Entries provided Start Marker

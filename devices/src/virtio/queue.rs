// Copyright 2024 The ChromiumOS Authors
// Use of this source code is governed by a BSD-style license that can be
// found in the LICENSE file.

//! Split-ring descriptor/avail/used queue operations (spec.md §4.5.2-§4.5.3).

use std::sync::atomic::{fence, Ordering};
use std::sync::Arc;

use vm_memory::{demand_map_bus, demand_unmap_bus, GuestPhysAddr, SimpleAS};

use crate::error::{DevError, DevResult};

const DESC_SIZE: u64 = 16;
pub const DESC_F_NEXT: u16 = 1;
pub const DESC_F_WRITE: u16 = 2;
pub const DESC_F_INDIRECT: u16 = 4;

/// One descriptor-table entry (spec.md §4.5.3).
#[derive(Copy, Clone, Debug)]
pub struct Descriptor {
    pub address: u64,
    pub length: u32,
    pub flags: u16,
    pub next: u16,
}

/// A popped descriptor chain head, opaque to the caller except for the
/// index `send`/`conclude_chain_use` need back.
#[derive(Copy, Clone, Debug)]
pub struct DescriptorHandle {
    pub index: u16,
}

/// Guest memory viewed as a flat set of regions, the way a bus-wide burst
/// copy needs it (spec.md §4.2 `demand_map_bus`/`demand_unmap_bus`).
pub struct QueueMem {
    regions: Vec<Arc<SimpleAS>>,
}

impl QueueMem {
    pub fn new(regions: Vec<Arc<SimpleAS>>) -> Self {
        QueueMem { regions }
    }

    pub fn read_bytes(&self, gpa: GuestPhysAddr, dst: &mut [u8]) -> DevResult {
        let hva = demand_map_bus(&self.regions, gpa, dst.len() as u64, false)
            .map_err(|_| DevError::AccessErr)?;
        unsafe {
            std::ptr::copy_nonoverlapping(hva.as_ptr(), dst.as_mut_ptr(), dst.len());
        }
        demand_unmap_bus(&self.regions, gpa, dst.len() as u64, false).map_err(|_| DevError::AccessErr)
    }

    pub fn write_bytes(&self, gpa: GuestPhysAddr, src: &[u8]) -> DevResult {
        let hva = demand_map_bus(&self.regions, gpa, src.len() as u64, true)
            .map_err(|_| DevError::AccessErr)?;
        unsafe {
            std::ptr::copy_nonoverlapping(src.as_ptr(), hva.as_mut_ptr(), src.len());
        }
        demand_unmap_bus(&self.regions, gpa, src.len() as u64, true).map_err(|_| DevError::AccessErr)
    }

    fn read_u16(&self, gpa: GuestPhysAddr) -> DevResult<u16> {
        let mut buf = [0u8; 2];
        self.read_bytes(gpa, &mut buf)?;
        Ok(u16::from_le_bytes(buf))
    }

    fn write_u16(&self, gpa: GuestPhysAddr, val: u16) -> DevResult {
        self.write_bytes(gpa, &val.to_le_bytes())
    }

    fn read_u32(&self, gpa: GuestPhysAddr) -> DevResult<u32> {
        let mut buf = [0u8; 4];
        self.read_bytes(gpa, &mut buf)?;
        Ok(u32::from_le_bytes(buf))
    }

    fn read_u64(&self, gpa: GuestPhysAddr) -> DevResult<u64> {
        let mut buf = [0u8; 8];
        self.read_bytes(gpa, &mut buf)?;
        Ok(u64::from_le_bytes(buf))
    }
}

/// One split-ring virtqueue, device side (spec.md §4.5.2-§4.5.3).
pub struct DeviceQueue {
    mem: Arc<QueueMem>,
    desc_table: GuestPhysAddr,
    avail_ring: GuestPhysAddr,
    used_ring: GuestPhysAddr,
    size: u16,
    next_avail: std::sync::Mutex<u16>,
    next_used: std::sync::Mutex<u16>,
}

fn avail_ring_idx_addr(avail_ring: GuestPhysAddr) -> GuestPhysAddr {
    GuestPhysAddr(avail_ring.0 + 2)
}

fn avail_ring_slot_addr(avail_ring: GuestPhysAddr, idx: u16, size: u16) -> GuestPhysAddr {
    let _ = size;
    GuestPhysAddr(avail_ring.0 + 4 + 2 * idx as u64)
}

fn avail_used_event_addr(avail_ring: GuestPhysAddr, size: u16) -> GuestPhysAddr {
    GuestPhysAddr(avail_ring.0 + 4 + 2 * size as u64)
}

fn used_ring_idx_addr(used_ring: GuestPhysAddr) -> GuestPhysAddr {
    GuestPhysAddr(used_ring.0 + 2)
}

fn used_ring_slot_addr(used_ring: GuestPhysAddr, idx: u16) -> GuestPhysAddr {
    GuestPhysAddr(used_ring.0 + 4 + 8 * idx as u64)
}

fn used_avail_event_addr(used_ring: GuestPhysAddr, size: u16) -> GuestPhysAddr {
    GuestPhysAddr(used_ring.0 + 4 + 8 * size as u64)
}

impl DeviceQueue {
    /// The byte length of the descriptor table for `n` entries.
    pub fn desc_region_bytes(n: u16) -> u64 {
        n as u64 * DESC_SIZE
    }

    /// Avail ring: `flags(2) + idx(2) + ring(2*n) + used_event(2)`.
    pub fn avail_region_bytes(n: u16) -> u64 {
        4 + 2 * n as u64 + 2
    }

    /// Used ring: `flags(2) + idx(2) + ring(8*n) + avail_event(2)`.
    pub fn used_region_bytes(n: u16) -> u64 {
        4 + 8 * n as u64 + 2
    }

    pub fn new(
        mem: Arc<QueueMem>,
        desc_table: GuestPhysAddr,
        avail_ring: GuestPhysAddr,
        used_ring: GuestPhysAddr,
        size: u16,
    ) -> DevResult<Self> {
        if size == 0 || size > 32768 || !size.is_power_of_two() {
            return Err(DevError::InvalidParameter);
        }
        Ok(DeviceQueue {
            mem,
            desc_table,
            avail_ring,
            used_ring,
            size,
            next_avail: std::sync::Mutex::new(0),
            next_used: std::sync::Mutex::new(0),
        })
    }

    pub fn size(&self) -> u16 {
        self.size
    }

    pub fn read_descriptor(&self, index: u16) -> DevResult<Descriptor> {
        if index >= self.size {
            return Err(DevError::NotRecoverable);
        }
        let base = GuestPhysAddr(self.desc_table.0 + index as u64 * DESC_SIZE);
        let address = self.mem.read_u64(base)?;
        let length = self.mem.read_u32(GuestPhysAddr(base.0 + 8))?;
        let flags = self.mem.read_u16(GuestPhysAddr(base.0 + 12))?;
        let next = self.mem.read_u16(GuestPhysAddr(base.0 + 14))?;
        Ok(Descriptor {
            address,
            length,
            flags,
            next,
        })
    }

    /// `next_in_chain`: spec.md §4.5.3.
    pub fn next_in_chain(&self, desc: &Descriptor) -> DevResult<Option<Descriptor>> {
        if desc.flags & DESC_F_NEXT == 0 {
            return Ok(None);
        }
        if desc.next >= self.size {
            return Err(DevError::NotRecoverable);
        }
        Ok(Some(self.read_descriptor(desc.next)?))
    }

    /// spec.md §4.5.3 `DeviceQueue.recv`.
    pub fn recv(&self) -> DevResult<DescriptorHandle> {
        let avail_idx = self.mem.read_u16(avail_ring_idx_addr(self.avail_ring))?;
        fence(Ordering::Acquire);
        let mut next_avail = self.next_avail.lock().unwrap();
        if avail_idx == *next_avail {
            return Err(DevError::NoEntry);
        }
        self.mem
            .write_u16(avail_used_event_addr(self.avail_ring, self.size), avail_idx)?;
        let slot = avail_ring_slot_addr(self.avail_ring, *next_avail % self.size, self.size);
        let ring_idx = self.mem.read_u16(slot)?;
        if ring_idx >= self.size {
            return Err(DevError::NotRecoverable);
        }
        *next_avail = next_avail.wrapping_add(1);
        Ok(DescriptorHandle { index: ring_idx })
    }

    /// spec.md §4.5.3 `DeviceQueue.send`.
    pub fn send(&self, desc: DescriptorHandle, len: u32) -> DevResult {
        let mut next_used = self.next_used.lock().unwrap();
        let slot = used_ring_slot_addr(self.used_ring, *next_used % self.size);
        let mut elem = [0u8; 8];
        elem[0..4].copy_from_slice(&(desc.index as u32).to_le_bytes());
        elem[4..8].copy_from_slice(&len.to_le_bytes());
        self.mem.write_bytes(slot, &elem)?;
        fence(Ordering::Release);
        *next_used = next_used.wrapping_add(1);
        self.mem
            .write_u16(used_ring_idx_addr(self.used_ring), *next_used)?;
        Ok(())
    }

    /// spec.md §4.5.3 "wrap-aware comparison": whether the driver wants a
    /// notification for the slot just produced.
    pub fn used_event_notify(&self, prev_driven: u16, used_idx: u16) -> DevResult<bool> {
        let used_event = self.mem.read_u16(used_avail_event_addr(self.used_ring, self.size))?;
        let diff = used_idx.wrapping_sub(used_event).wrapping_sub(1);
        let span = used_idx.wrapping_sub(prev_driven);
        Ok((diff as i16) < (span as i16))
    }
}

Entries provided End Marker

Assignment:
The required answer is the run of lines above, starting at the line with "idx(2) + ring(8*n)" and ending at the line with "pub fn size(&self)", reproduced exactly with both ends.

Problem solution:
    /// Used ring: `flags(2) + idx(2) + ring(8*n) + avail_event(2)`.
    pub fn used_region_bytes(n: u16) -> u64 {
        4 + 8 * n as u64 + 2
    }

    pub fn new(
        mem: Arc<QueueMem>,
        desc_table: GuestPhysAddr,
        avail_ring: GuestPhysAddr,
        used_ring: GuestPhysAddr,
        size: u16,
    ) -> DevResult<Self> {
        if size == 0 || size > 32768 || !size.is_power_of_two() {
            return Err(DevError::InvalidParameter);
        }
        Ok(DeviceQueue {
            mem,
            desc_table,
            avail_ring,
            used_ring,
            size,
            next_avail: std::sync::Mutex::new(0),
            next_used: std::sync::Mutex::new(0),
        })
    }

    pub fn size(&self) -> u16 {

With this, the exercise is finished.